No dia 30 de setembro, Luís Bento apresentou “Des Existir do Improviso”, obra premiada na 27ª edição do Prémio Nacional de Poesia da Vila de Fânzeres.

A Casa de Montezelo foi palco da apresentação pública da obra vencedora do 27.º Prémio Nacional de Poesia da Vila de Fânzeres. A cerimónia contou com a presença do autor e poeta Luís Bento e foi embelezada por um momento musical, protagonizado por alguns músicos da Banda Musical de São Pedro da Cova, dirigida pelo maestro António Ventura e com declamação de Cidália Santos, em torno dos poemas do livro “Des Existir do Improviso”.
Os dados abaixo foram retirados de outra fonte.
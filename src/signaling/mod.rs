//! Signaling layer: peer clients and message handlers
//!
//! Binds the protocol to the hub. Registration turns a bare connection
//! into a registered peer client; the relay handlers forward envelopes
//! between registered peers without parsing their payloads.

use std::sync::Arc;

use crate::hub::Hub;
use crate::protocol::{HandlerRegistry, MessageType, Router};

pub mod client;
pub mod handlers;

pub use client::PeerClient;
pub use handlers::{
    DataChannelHandler, IceCandidateHandler, RegisterHandler, SdpHandler, UnregisterHandler,
};

/// Build the router serving the full signaling protocol
///
/// All handlers are registered before the router is returned, so the
/// registry is never mutated while serving.
pub fn router(hub: Arc<Hub>) -> Router {
    let mut registry = HandlerRegistry::new();

    registry.register(
        MessageType::RegisterRequest,
        Arc::new(RegisterHandler::new(Arc::clone(&hub))),
    );
    registry.register(
        MessageType::UnregisterRequest,
        Arc::new(UnregisterHandler::new(Arc::clone(&hub))),
    );
    registry.register(MessageType::Sdp, Arc::new(SdpHandler::new(Arc::clone(&hub))));
    registry.register(
        MessageType::Candidate,
        Arc::new(IceCandidateHandler::new(Arc::clone(&hub))),
    );
    registry.register(
        MessageType::DataChannel,
        Arc::new(DataChannelHandler::new(hub)),
    );

    Router::new(registry)
}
Ao Vivacidade, Luís Bento mostrou-se entusiasmado com a obra vencedora e explica o título por si escolhido, que “além do mero jogo de palavras é uma busca, um caminho, uma crítica à nossa forma distraída e desprendida, de estar no mundo neoliberal”. “Vivemos sem preocupação pelas consequências do abuso, do desperdício, do impacto sobre o clima e a qualidade de vida, fazemos tudo de improviso, em cima do joelho, o título joga com isso, como se pudéssemos deixar de existir desta forma (de improviso), pela rama e viver a sério, daí o tom permanente de crítica, de revolta nos textos, mas também de esperança alicerçada nas tiradas com maior carga poética”, acrescenta o autor.

Recorde-se que o Prémio Nacional de Poesia foi instituído pela Junta de Freguesia de Fânzeres em 1990, aquando das comemorações do 1.º aniversário da sua elevação a Vila.